## WHAT YOU HAVE TO DO
Look over the lines below. Report each one that includes the string "struct".

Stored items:
[Start of section]

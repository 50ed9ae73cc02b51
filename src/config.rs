//! Panel behaviour settings.
//!
//! Defaults come from `constants.rs`, may be overridden at build time
//! (`PANEL_POLL_INTERVAL_MS`) and at runtime via `configurePanel({...})`
//! from the page's bootstrap script.  Missing fields keep their defaults.

use serde::{Deserialize, Serialize};

use crate::constants::{DEFAULT_LOG_LIMIT, DEFAULT_POLL_INTERVAL_MS};
use crate::notifier::NotificationStyle;

#[derive(Debug, Clone, PartialEq, Eq, Serialize, Deserialize)]
#[serde(default, rename_all = "camelCase")]
pub struct PanelConfig {
    /// Auto-refresh period; `0` disables the timer.
    pub poll_interval_ms: u32,
    /// How many of the newest log entries the status box shows.
    pub log_limit: usize,
    pub notifications: NotificationStyle,
    /// Optional override for the API base URL (same as `init_api_config_js`).
    pub api_base_url: Option<String>,
}

impl Default for PanelConfig {
    fn default() -> Self {
        Self {
            poll_interval_ms: build_time_poll_interval().unwrap_or(DEFAULT_POLL_INTERVAL_MS),
            log_limit: DEFAULT_LOG_LIMIT,
            notifications: NotificationStyle::default(),
            api_base_url: None,
        }
    }
}

impl PanelConfig {
    pub fn polling_enabled(&self) -> bool {
        self.poll_interval_ms > 0
    }
}

fn build_time_poll_interval() -> Option<u32> {
    option_env!("PANEL_POLL_INTERVAL_MS").and_then(|raw| raw.trim().parse().ok())
}

#[cfg(test)]
mod tests {
    use super::*;
    use serde_json::json;

    #[test]
    fn defaults_match_the_classic_panel() {
        let cfg = PanelConfig::default();
        assert_eq!(cfg.log_limit, 20);
        assert_eq!(cfg.notifications, NotificationStyle::Alert);
        assert!(cfg.api_base_url.is_none());
        assert!(cfg.polling_enabled());
    }

    #[test]
    fn partial_object_keeps_remaining_defaults() {
        let cfg: PanelConfig =
            serde_json::from_value(json!({ "pollIntervalMs": 0, "notifications": "toast" })).unwrap();
        assert_eq!(cfg.poll_interval_ms, 0);
        assert!(!cfg.polling_enabled());
        assert_eq!(cfg.notifications, NotificationStyle::Toast);
        assert_eq!(cfg.log_limit, 20);
    }

    #[test]
    fn api_base_url_is_read() {
        let cfg: PanelConfig =
            serde_json::from_value(json!({ "apiBaseUrl": "https://panel.example.com" })).unwrap();
        assert_eq!(cfg.api_base_url.as_deref(), Some("https://panel.example.com"));
    }
}
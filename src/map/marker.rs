//! Visual markers owned by a map session

use uuid::Uuid;

use crate::domain::Coordinate;
use crate::map::popup::PopupDescriptor;

#[derive(Debug, Clone, Copy, PartialEq, Eq, Hash)]
pub struct MarkerId(Uuid);

impl MarkerId {
    pub fn new() -> Self {
        Self(Uuid::new_v4())
    }
}

impl Default for MarkerId {
    fn default() -> Self {
        Self::new()
    }
}

/// What a marker is bound to.
#[derive(Debug, Clone, PartialEq, Eq)]
pub enum MarkerKind {
    /// One candidate station
    Station { station_id: String },
    /// The user's own position; at most one per session
    User { label: Option<String> },
}

/// A pure projection of a station (or the user position) onto the map.
///
/// Markers carry no state of their own beyond what is derivable from their
/// source; they are created and destroyed only by the session's
/// reconciliation.
#[derive(Debug, Clone)]
pub struct Marker {
    pub id: MarkerId,
    pub kind: MarkerKind,
    pub position: Coordinate,
    pub popup: Option<PopupDescriptor>,
}

impl Marker {
    pub fn station(station_id: impl Into<String>, position: Coordinate, popup: PopupDescriptor) -> Self {
        Self {
            id: MarkerId::new(),
            kind: MarkerKind::Station {
                station_id: station_id.into(),
            },
            position,
            popup: Some(popup),
        }
    }

    pub fn user(position: Coordinate, label: Option<String>) -> Self {
        Self {
            id: MarkerId::new(),
            kind: MarkerKind::User { label },
            position,
            popup: None,
        }
    }

    pub fn station_id(&self) -> Option<&str> {
        match &self.kind {
            MarkerKind::Station { station_id } => Some(station_id),
            MarkerKind::User { .. } => None,
        }
    }
}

[End of section]

## OUTPUT FOR THIS EXERCISE
pub struct PanelConfig {
pub struct MarkerId(Uuid);
pub struct Marker {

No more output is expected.